Source: University of Delaware's Special Initiative on Offshore Wind, March 2019.

GE signs first two-piece blade turbine contract in Germany

GE Renewable Energy has signed its first commercial contract for its new two-piece turbine blades with Germany's Prowind, the U.S. group announced April 2.

GE's new split blade design allows on-site assembly, reducing transport costs for larger turbines. Developers are seeking to install larger, higher efficiency turbines to lower costs and GE hopes the blades will unlock new projects in locations that are difficult to access.

GE will supply three 4.8 MW turbines with a rotor diameter of 158 meters and hub heights up to 161 m to Prowind's Elfershausen wind power project in central Germany.

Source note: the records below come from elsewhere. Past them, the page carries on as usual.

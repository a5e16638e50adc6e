//! The notification contract between a chunk request and its caller.

use thiserror::Error;

use crate::id::ChunkId;
use crate::modules::Modules;

/// Error delivered to every waiter of a failed chunk load.
///
/// Covers transport failures, bad HTTP statuses, unparseable payloads and
/// payloads that never settled the chunk they were fetched for. The caller
/// cannot tell these apart and reacts the same way: the entry is purged, so
/// a later request retries from scratch.
#[derive(Debug, Clone, PartialEq, Eq, Error)]
pub enum ChunkError {
    #[error("chunk {chunk} failed to load: {reason}")]
    LoadFailed { chunk: ChunkId, reason: String },
}

impl ChunkError {
    pub(crate) fn load_failed(chunk: &ChunkId, reason: impl Into<String>) -> Self {
        ChunkError::LoadFailed {
            chunk: chunk.clone(),
            reason: reason.into(),
        }
    }
}

/// One pending notification for one in-flight chunk: invoked exactly once
/// with the shared module store on success, or the load error. The async
/// request API wraps one of these around a oneshot channel.
pub type Waiter = Box<dyn FnOnce(Result<Modules, ChunkError>) + Send + 'static>;
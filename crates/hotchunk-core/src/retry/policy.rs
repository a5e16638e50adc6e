use std::time::Duration;

/// What kind of failure happened, as far as retrying is concerned.
#[derive(Debug, Clone, Copy, PartialEq, Eq)]
pub enum ErrorKind {
    /// The request timed out.
    Timeout,
    /// Network-level failure (refused, reset, DNS).
    Connection,
    /// The server asked us to back off (429/503).
    Throttled,
    /// Retryable server error.
    Http5xx(u32),
    /// Anything else; retrying will not help.
    Other,
}

/// Outcome of a policy decision.
#[derive(Debug, Clone, Copy, PartialEq, Eq)]
pub enum RetryDecision {
    NoRetry,
    RetryAfter(Duration),
}

/// Exponential backoff with an attempt cap and a delay ceiling.
#[derive(Debug, Clone, Copy)]
pub struct RetryPolicy {
    /// Attempts allowed in total, the first one included.
    pub max_attempts: u32,
    pub base_delay: Duration,
    pub max_delay: Duration,
}

impl Default for RetryPolicy {
    fn default() -> Self {
        Self {
            max_attempts: 5,
            base_delay: Duration::from_millis(250),
            max_delay: Duration::from_secs(30),
        }
    }
}

impl RetryPolicy {
    /// Decides what to do after failed attempt number `attempt` (1-based).
    pub fn decide(&self, attempt: u32, kind: ErrorKind) -> RetryDecision {
        if attempt >= self.max_attempts || kind == ErrorKind::Other {
            return RetryDecision::NoRetry;
        }
        // base * 2^(attempt-1), saturating, clamped to max_delay.
        let factor = 1u32 << attempt.saturating_sub(1).min(16);
        let delay = self.base_delay.saturating_mul(factor).min(self.max_delay);
        RetryDecision::RetryAfter(delay)
    }
}
//! Logging init: file under XDG state dir, or graceful fallback to stderr.

use anyhow::Result;
use std::fs;
use std::io;
use std::path::PathBuf;
use tracing_subscriber::fmt::writer::BoxMakeWriter;
use tracing_subscriber::fmt::MakeWriter;
use tracing_subscriber::EnvFilter;

/// Writer that is either a file or stderr (used when file clone fails).
enum FileOrStderr {
    File(std::fs::File),
    Stderr,
}

impl io::Write for FileOrStderr {
    fn write(&mut self, buf: &[u8]) -> io::Result<usize> {
        match self {
            FileOrStderr::File(f) => f.write(buf),
            FileOrStderr::Stderr => io::stderr().lock().write(buf),
        }
    }

    fn flush(&mut self) -> io::Result<()> {
        match self {
            FileOrStderr::File(f) => f.flush(),
            FileOrStderr::Stderr => io::stderr().lock().flush(),
        }
    }
}

/// Initialize structured logging to `~/.local/state/hotchunk/hotchunk.log`.
/// On failure (e.g. log dir unwritable), returns Err so the caller can fall
/// back to stderr.
pub fn init_logging() -> Result<()> {
    let xdg_dirs = xdg::BaseDirectories::with_prefix("hotchunk")?;
    let log_dir = xdg_dirs.get_state_home().join("hotchunk");

    fs::create_dir_all(&log_dir)?;
    let log_file_path: PathBuf = log_dir.join("hotchunk.log");

    let file = fs::OpenOptions::new()
        .create(true)
        .append(true)
        .open(&log_file_path)?;

    struct FileMakeWriter(std::fs::File);

    impl<'a> MakeWriter<'a> for FileMakeWriter {
        type Writer = FileOrStderr;

        fn make_writer(&'a self) -> Self::Writer {
            self.0
                .try_clone()
                .map(FileOrStderr::File)
                .unwrap_or(FileOrStderr::Stderr)
        }
    }

    let writer: BoxMakeWriter = BoxMakeWriter::new(FileMakeWriter(file));

    let env_filter = EnvFilter::try_from_default_env()
        .unwrap_or_else(|_| EnvFilter::new("info,hotchunk=debug"));

    tracing_subscriber::fmt()
        .with_env_filter(env_filter)
        .with_writer(writer)
        .with_ansi(false)
        .init();

    tracing::info!("hotchunk logging initialized at {}", log_file_path.display());

    Ok(())
}

/// Initialize logging to stderr only (no file). Use when init_logging()
/// fails so the CLI doesn't crash.
pub fn init_logging_stderr() {
    let env_filter = EnvFilter::try_from_default_env()
        .unwrap_or_else(|_| EnvFilter::new("info,hotchunk=debug"));
    tracing_subscriber::fmt()
        .with_env_filter(env_filter)
        .with_writer(std::io::stderr)
        .with_ansi(false)
        .init();
}
//! CLI for the hotchunk runtime.

mod commands;


use std::path::PathBuf;

use anyhow::Result;
use clap::{Parser, Subcommand};
use hotchunk_core::config::{self, RuntimeConfig};

use commands::{run_check, run_fetch, run_watch};

/// Top-level CLI for the hotchunk chunk-loading runtime.
#[derive(Debug, Parser)]
#[command(name = "hotchunk")]
#[command(about = "hotchunk: on-demand chunk loading and hot-update client", long_about = None)]
pub struct Cli {
    /// Read configuration from this file instead of the XDG default.
    #[arg(long, global = true, value_name = "FILE")]
    pub config: Option<PathBuf>,

    /// Override the configured public path.
    #[arg(long, global = true, value_name = "URL")]
    pub public_path: Option<String>,

    /// Override the configured build hash.
    #[arg(long, global = true, value_name = "HASH")]
    pub build_hash: Option<String>,

    #[command(subcommand)]
    pub command: CliCommand,
}

#[derive(Debug, Subcommand)]
pub enum CliCommand {
    /// Fetch one chunk and list the modules it delivered.
    Fetch {
        /// Chunk id (numeric index or name).
        chunk: String,
    },

    /// Check once whether a hot update is available.
    Check,

    /// Poll for hot updates and apply them as they appear.
    Watch {
        /// Override the poll interval in seconds.
        #[arg(long, value_name = "SECS")]
        interval: Option<u64>,
    },
}

/// Parses the command line and runs the selected command.
pub async fn run_from_args() -> Result<()> {
    let cli = Cli::parse();
    let cfg = load_config(&cli)?;
    match cli.command {
        CliCommand::Fetch { chunk } => run_fetch(&cfg, &chunk).await,
        CliCommand::Check => run_check(&cfg).await,
        CliCommand::Watch { interval } => run_watch(&cfg, interval).await,
    }
}

fn load_config(cli: &Cli) -> Result<RuntimeConfig> {
    let mut cfg = match &cli.config {
        Some(path) => config::load_from(path)?,
        None => config::load_or_init()?,
    };
    if let Some(public_path) = &cli.public_path {
        cfg.public_path = public_path.clone();
    }
    if let Some(build_hash) = &cli.build_hash {
        cfg.build_hash = build_hash.clone();
    }
    Ok(cfg)
}
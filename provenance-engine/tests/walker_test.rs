//! Integration tests for the knowledge-base reconciliation walker.

mod common;

use common::{trained_classifier, MemoryGraph, MemoryOracle, ScriptedEvidence};
use provenance_core::config::ClassifyConfig;
use provenance_core::types::classification::{Classification, ClassificationKind};
use provenance_core::types::framework::{FrameworkRecord, Taxonomy};
use provenance_core::types::language::Language;
use provenance_core::types::symbol::SymbolRef;
use provenance_engine::tree::{Segmenter, SymbolTree};
use provenance_engine::walker::ReconcileWalker;

fn java_tree(names: &[&str]) -> SymbolTree {
    let mut tree = SymbolTree::new(Segmenter::Delimited('.'));
    for name in names {
        tree.insert(name, SymbolRef::new(*name, "class"));
    }
    tree
}

fn root_record(pattern: &str) -> FrameworkRecord {
    FrameworkRecord {
        name: "Alib".to_string(),
        pattern: pattern.to_string(),
        is_regex: false,
        language: Language::Java,
        is_root: true,
        taxonomy: Taxonomy::default(),
        description: None,
        location: None,
    }
}

#[test]
fn test_root_narrowing_mints_specific_children() {
    let oracle = MemoryOracle::seeded(vec![root_record("org.alib")]);
    let graph = MemoryGraph::with_symbols(&["org.alib.core.Buffer", "org.alib.io.Channel"]);
    let mut classifier = trained_classifier(Language::Java, 0.0);
    let config = ClassifyConfig::default();

    let tree = java_tree(&["org.alib.core.Buffer", "org.alib.io.Channel"]);
    let mut walker =
        ReconcileWalker::new(&oracle, &graph, &mut classifier, Language::Java, &config);
    walker.classify_tree(&tree);

    // Two new non-root records anchored at the depth-3 children.
    let minted: Vec<FrameworkRecord> = oracle
        .records()
        .into_iter()
        .filter(|r| !r.is_root)
        .collect();
    let mut patterns: Vec<&str> = minted.iter().map(|r| r.pattern.as_str()).collect();
    patterns.sort();
    assert_eq!(patterns, vec!["org.alib.core", "org.alib.io"]);
    assert!(minted.iter().all(|r| r.taxonomy.level5.is_some()));

    // The original root record is no longer the terminal match: each
    // symbol's final tag is the specific child record.
    match graph.tag_of("org.alib.core.Buffer").unwrap() {
        Classification::KnownFramework(rec) => {
            assert_eq!(rec.pattern, "org.alib.core");
            assert!(!rec.is_root);
        }
        other => panic!("expected framework tag, got {other:?}"),
    }
    match graph.tag_of("org.alib.io.Channel").unwrap() {
        Classification::KnownFramework(rec) => assert_eq!(rec.pattern, "org.alib.io"),
        other => panic!("expected framework tag, got {other:?}"),
    }
}

#[test]
fn test_reconciliation_is_idempotent_across_runs() {
    let oracle = MemoryOracle::seeded(vec![root_record("org.alib")]);
    let graph = MemoryGraph::with_symbols(&["org.alib.core.Buffer", "org.alib.io.Channel"]);
    let config = ClassifyConfig::default();
    let tree = java_tree(&["org.alib.core.Buffer", "org.alib.io.Channel"]);

    let mut classifier = trained_classifier(Language::Java, 0.0);
    let mut first =
        ReconcileWalker::new(&oracle, &graph, &mut classifier, Language::Java, &config);
    first.classify_tree(&tree);
    let records_after_first = oracle.record_count();
    assert!(first.diagnostics().minted_children > 0);

    // Second pass over the unchanged tree against the persisted catalog:
    // every previously resolved node reaches the Found branch.
    let mut classifier = trained_classifier(Language::Java, 0.0);
    let mut second =
        ReconcileWalker::new(&oracle, &graph, &mut classifier, Language::Java, &config);
    second.classify_tree(&tree);

    assert_eq!(oracle.record_count(), records_after_first);
    assert_eq!(second.diagnostics().minted_children, 0);
    assert_eq!(second.diagnostics().minted_roots, 0);
    assert!(second.diagnostics().catalog_hits >= 3);
}

#[test]
fn test_unmatched_namespace_mints_generic_root() {
    let oracle = MemoryOracle::default();
    let graph = MemoryGraph::with_symbols(&["com.vendorlib.util.Helper", "com.vendorlib.net.Conn"]);
    let mut classifier = trained_classifier(Language::Java, 0.0);
    let config = ClassifyConfig::default();

    let tree = java_tree(&["com.vendorlib.util.Helper", "com.vendorlib.net.Conn"]);
    let mut walker =
        ReconcileWalker::new(&oracle, &graph, &mut classifier, Language::Java, &config);
    let resolved = walker.classify_tree(&tree);

    // One generic root at the first meaningful depth; no descent below it.
    assert_eq!(resolved.len(), 1);
    assert_eq!(resolved[0].pattern, "com.vendorlib");
    assert!(resolved[0].is_root);
    assert_eq!(walker.diagnostics().minted_roots, 1);

    // Every symbol under the subtree carries the root identity.
    for name in ["com.vendorlib.util.Helper", "com.vendorlib.net.Conn"] {
        match graph.tag_of(name).unwrap() {
            Classification::KnownFramework(rec) => assert_eq!(rec.pattern, "com.vendorlib"),
            other => panic!("expected framework tag, got {other:?}"),
        }
    }
}

#[test]
fn test_flat_leaf_with_confident_framework_verdict_mints_regex_record() {
    let oracle = MemoryOracle::default();
    let graph = MemoryGraph::with_symbols(&["HttpKit"]);
    // Gap of zero: every prediction passes the gate.
    let mut classifier = trained_classifier(Language::Java, 0.0);
    let config = ClassifyConfig::default();
    let mut evidence = ScriptedEvidence::new(vec![Some(
        "open source http client library framework".to_string(),
    )]);

    let tree = java_tree(&["HttpKit"]);
    let mut walker = ReconcileWalker::new(&oracle, &graph, &mut classifier, Language::Java, &config)
        .with_evidence(&mut evidence);
    let resolved = walker.classify_tree(&tree);

    assert_eq!(resolved.len(), 1);
    assert!(resolved[0].is_regex);
    assert!(resolved[0].pattern.starts_with('^'));
    assert_eq!(
        graph.tag_of("HttpKit").unwrap().kind(),
        ClassificationKind::KnownFramework
    );
}

#[test]
fn test_not_confident_verdict_defers_to_investigation() {
    let oracle = MemoryOracle::default();
    let graph = MemoryGraph::with_symbols(&["Mystery"]);
    // Impossible gap: every prediction fails the gate.
    let mut classifier = trained_classifier(Language::Java, 1.1);
    let config = ClassifyConfig::default();

    let tree = java_tree(&["Mystery"]);
    let mut walker =
        ReconcileWalker::new(&oracle, &graph, &mut classifier, Language::Java, &config);
    let resolved = walker.classify_tree(&tree);

    assert!(resolved.is_empty(), "no minting under uncertainty");
    assert_eq!(
        graph.tag_of("Mystery").unwrap(),
        Classification::ToInvestigate
    );
}

#[test]
fn test_evidence_failure_disables_source_for_the_run() {
    let oracle = MemoryOracle::default();
    let graph = MemoryGraph::with_symbols(&["AlphaOne", "BetaTwo"]);
    let mut classifier = trained_classifier(Language::Java, 1.1);
    let config = ClassifyConfig::default();
    // First lookup fails; the second leaf must not trigger another call.
    let mut evidence = ScriptedEvidence::new(vec![None, Some("unused".to_string())]);

    let tree = java_tree(&["AlphaOne", "BetaTwo"]);
    let mut walker = ReconcileWalker::new(&oracle, &graph, &mut classifier, Language::Java, &config)
        .with_evidence(&mut evidence);
    walker.classify_tree(&tree);

    assert_eq!(walker.diagnostics().evidence_failures, 1);
    assert_eq!(walker.diagnostics().nlp_fallbacks, 2);
    // Both leaves still classified (offline), neither left untagged.
    assert_eq!(graph.tag_count(), 2);

    drop(walker);
    assert_eq!(evidence.calls, 1, "source disabled after first failure");
}

#[test]
fn test_missing_training_data_degrades_to_unresolved() {
    let oracle = MemoryOracle::default();
    let graph = MemoryGraph::with_symbols(&["Orphan"]);
    let config = ClassifyConfig::default();
    // Untrained classifier with no corpus: lazy training cannot happen.
    let mut classifier = provenance_engine::nlp::TextClassifier::new(Language::Java, 0.2);

    let tree = java_tree(&["Orphan"]);
    let mut walker =
        ReconcileWalker::new(&oracle, &graph, &mut classifier, Language::Java, &config);
    walker.classify_tree(&tree);

    assert_eq!(graph.tag_of("Orphan").unwrap(), Classification::Unresolved);
}

#[test]
fn test_report_orders_symbols_first_seen_and_overwrites() {
    let oracle = MemoryOracle::seeded(vec![root_record("org.alib")]);
    let graph = MemoryGraph::with_symbols(&["org.alib.core.Buffer"]);
    let mut classifier = trained_classifier(Language::Java, 0.0);
    let config = ClassifyConfig::default();

    let tree = java_tree(&["org.alib.core.Buffer"]);
    let mut walker =
        ReconcileWalker::new(&oracle, &graph, &mut classifier, Language::Java, &config);
    walker.classify_tree(&tree);

    let report = walker.report();
    assert_eq!(report.len(), 1);
    let entry = &report.entries()[0];
    assert_eq!(entry.symbol, "org.alib.core.Buffer");
    assert_eq!(entry.kind, ClassificationKind::KnownFramework);
    assert_eq!(entry.framework.as_deref(), Some("Core"));
}
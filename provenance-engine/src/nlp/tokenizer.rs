//! Tokenization for the bag-of-words model.

/// Lowercased alphanumeric tokens, single characters dropped.
///
/// Splits on anything that is not alphanumeric, so both free text
/// ("HTTP client library for Java") and dotted paths
/// ("org.apache.commons.io") decompose the same way.
pub fn tokenize(text: &str) -> Vec<String> {
    text.split(|c: char| !c.is_alphanumeric())
        .filter(|t| t.chars().count() > 1)
        .map(|t| t.to_lowercase())
        .collect()
}
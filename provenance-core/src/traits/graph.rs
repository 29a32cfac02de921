//! Source graph store contract.

use crate::errors::ClassifyError;
use crate::types::classification::Classification;
use crate::types::language::Language;
use crate::types::symbol::SymbolRef;

/// The graph holding source-code objects discovered by prior analysis.
///
/// The engine treats this purely as input enumeration plus output
/// annotation; no schema knowledge beyond "a symbol has a name and an
/// internal type" is assumed. Tagging the same symbol twice is safe —
/// implementations must upsert.
pub trait GraphStore: Send + Sync {
    /// All external symbols of one language within one application.
    fn list_external_symbols(
        &self,
        language: Language,
        application: &str,
    ) -> Result<Vec<SymbolRef>, ClassifyError>;

    /// Attach (or replace) a classification on a symbol.
    fn tag_symbol(
        &self,
        symbol: &SymbolRef,
        classification: &Classification,
    ) -> Result<(), ClassifyError>;
}
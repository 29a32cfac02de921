//! Classification-engine errors.
//!
//! None of these aborts a batch run: each candidate node independently
//! degrades to the most conservative available classification instead of
//! blocking the walk.

use crate::types::language::Language;

use super::error_code::{self, ErrorCode};
use super::storage_error::StorageError;

/// Errors surfaced by the classification engine.
#[derive(Debug, thiserror::Error)]
pub enum ClassifyError {
    /// Name shorter than the required prefix length at a given depth.
    /// Skipped, never fatal.
    #[error("Malformed name '{name}' at depth {depth}")]
    MalformedName { name: String, depth: u32 },

    /// Knowledge-base catalog unreachable; the affected node degrades to
    /// the NLP fallback path.
    #[error("Knowledge base unavailable: {message}")]
    OracleUnavailable { message: String },

    /// Web-evidence source rate-limited or failing; disables the online
    /// path for the remainder of the run.
    #[error("Evidence source exhausted")]
    EvidenceSourceExhausted,

    /// Classifier invoked before a model exists for the language.
    /// Triggers lazy training when a corpus is available.
    #[error("No trained model for language {language}")]
    UntrainedModel { language: Language },

    /// Lazy training attempted with no training data at all.
    #[error("No training data for language {language}")]
    MissingTrainingData { language: Language },

    /// Model (de)serialization failure.
    #[error("Model I/O error: {message}")]
    ModelIo { message: String },

    /// Source graph store failure.
    #[error("Graph store error: {message}")]
    Graph { message: String },

    #[error("Storage error: {0}")]
    Storage(#[from] StorageError),
}

impl ErrorCode for ClassifyError {
    fn error_code(&self) -> &'static str {
        match self {
            Self::MalformedName { .. } => error_code::MALFORMED_NAME,
            Self::OracleUnavailable { .. } => error_code::ORACLE_UNAVAILABLE,
            Self::EvidenceSourceExhausted => error_code::EVIDENCE_EXHAUSTED,
            Self::UntrainedModel { .. } => error_code::UNTRAINED_MODEL,
            Self::MissingTrainingData { .. } => error_code::MISSING_TRAINING_DATA,
            Self::ModelIo { .. } => error_code::MODEL_IO,
            Self::Graph { .. } => error_code::GRAPH_ERROR,
            Self::Storage(e) => e.error_code(),
        }
    }
}
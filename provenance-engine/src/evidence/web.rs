//! HTTP evidence client.
//!
//! Fetches search-snippet text for a symbol name from a configured
//! endpoint. Blocking by design — the walker is synchronous and each
//! lookup gates a single node. Any failure maps to
//! `EvidenceSourceExhausted`, which the walker treats as terminal for the
//! run (fail-open to offline classification).

use std::time::Duration;

use provenance_core::config::ClassifyConfig;
use provenance_core::errors::ClassifyError;
use provenance_core::traits::EvidenceSource;
use tracing::debug;

/// Evidence source backed by a plain GET endpoint (`?q=<name>` returning a
/// text snippet).
pub struct WebEvidenceSource {
    endpoint: String,
    client: reqwest::blocking::Client,
}

impl WebEvidenceSource {
    pub fn new(endpoint: impl Into<String>, timeout_secs: u64) -> Result<Self, ClassifyError> {
        let client = reqwest::blocking::Client::builder()
            .timeout(Duration::from_secs(timeout_secs))
            .build()
            .map_err(|_| ClassifyError::EvidenceSourceExhausted)?;
        Ok(Self {
            endpoint: endpoint.into(),
            client,
        })
    }

    /// Build from config; `None` when no endpoint is configured (the
    /// engine then runs offline from the start).
    pub fn from_config(config: &ClassifyConfig) -> Option<Self> {
        let endpoint = config.evidence_endpoint.clone()?;
        Self::new(endpoint, config.effective_evidence_timeout_secs()).ok()
    }
}

impl EvidenceSource for WebEvidenceSource {
    fn lookup(&mut self, name: &str) -> Result<String, ClassifyError> {
        debug!(%name, "evidence lookup");
        let response = self
            .client
            .get(&self.endpoint)
            .query(&[("q", name)])
            .send()
            .map_err(|_| ClassifyError::EvidenceSourceExhausted)?;

        if !response.status().is_success() {
            return Err(ClassifyError::EvidenceSourceExhausted);
        }
        response
            .text()
            .map_err(|_| ClassifyError::EvidenceSourceExhausted)
    }
}
//! Stable machine-readable error codes.
//!
//! Every error enum in the workspace implements `ErrorCode` so downstream
//! consumers can branch on a stable string instead of display text.

/// Maps an error to a stable, SCREAMING_SNAKE code.
pub trait ErrorCode {
    fn error_code(&self) -> &'static str;
}

pub const MALFORMED_NAME: &str = "MALFORMED_NAME";
pub const ORACLE_UNAVAILABLE: &str = "ORACLE_UNAVAILABLE";
pub const EVIDENCE_EXHAUSTED: &str = "EVIDENCE_EXHAUSTED";
pub const UNTRAINED_MODEL: &str = "UNTRAINED_MODEL";
pub const MISSING_TRAINING_DATA: &str = "MISSING_TRAINING_DATA";
pub const MODEL_IO: &str = "MODEL_IO";
pub const GRAPH_ERROR: &str = "GRAPH_ERROR";
pub const STORAGE_ERROR: &str = "STORAGE_ERROR";
pub const MIGRATION_FAILED: &str = "MIGRATION_FAILED";
pub const DB_BUSY: &str = "DB_BUSY";
pub const NOT_FOUND: &str = "NOT_FOUND";
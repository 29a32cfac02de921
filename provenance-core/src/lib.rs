//! # provenance-core
//!
//! Foundation crate for the Provenance classification engine.
//! Defines types, collaborator traits, errors, config, constants, and
//! tracing setup. Every other crate in the workspace depends on this.

pub mod config;
pub mod constants;
pub mod errors;
pub mod tracing_init;
pub mod traits;
pub mod types;

// Re-export the most commonly used types at the crate root.
pub use config::ClassifyConfig;
pub use errors::error_code::ErrorCode;
pub use errors::{ClassifyError, StorageError};
pub use traits::{EvidenceSource, GraphStore, KnowledgeBase};
pub use types::classification::{Classification, ClassificationKind};
pub use types::collections::{FxHashMap, FxHashSet};
pub use types::framework::{FrameworkRecord, Taxonomy};
pub use types::language::Language;
pub use types::symbol::SymbolRef;
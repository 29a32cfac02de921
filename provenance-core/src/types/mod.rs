//! Core data model: symbols, framework records, classifications, languages.

pub mod classification;
pub mod collections;
pub mod framework;
pub mod language;
pub mod symbol;

pub use classification::{Classification, ClassificationKind};
pub use framework::{FrameworkRecord, Taxonomy};
pub use language::Language;
pub use symbol::SymbolRef;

The blades will be manufactured in Spain by GE subsidiary LM Wind Power and the blade tips will be installed on site. This will make it easier to transport the blades through the forests of Bavaria, the company said.

The turbines are "great fit for the unique characteristics of the Elfershausen project, thanks to the flexibility it offers in the transportation and the installation of its components and blades," Johannes Busmann, CEO and founder of Prowind, said.

"We are excited about this technology and where it can take us in our path towards driving down the Levelized Cost of Electricity (LCOE) together," Busmann said.

EU national climate plans lack permitting, end-of-life measures: WindEurope

European Union (EU) members are falling short on policy measures that ensure the EU reaches its target of 32% renewables by 2030, industry group WindEurope said in a statement April 4.

Draft 2030 National Energy and Climate Plans (NECPs) submitted by EU members lack sufficient detail on planned project tenders, permitting and end-of-life support measures, it said

Most of the draft plans do not include power auction schedules and only Germany provides an auction schedule out to 2030, WindEurope said.

In addition, no country has committed to simplify planning and permitting rules which restrict turbine heights and siting locations and increase development costs, it said.

The latest NECPs also failed to provide detailed policies that support end-of-life decisions.

Up to 60 GW of projects will reach the end of their operational life by 2030, according to WindEurope. Only six EU members-- Belgium, Denmark, France, Germany, Italy and Spain-- recognized the need for end-of-life solutions in their draft plans, WindEurope said.

The NECPs also failed to simplify corporate renewable Power Purchase Agreements (PPAs), a measure which is explicitly mandated in the EU Renewable Energy Directive.

The plans also provided few detailed proposals for electrifying heat and transport, WindEurope noted.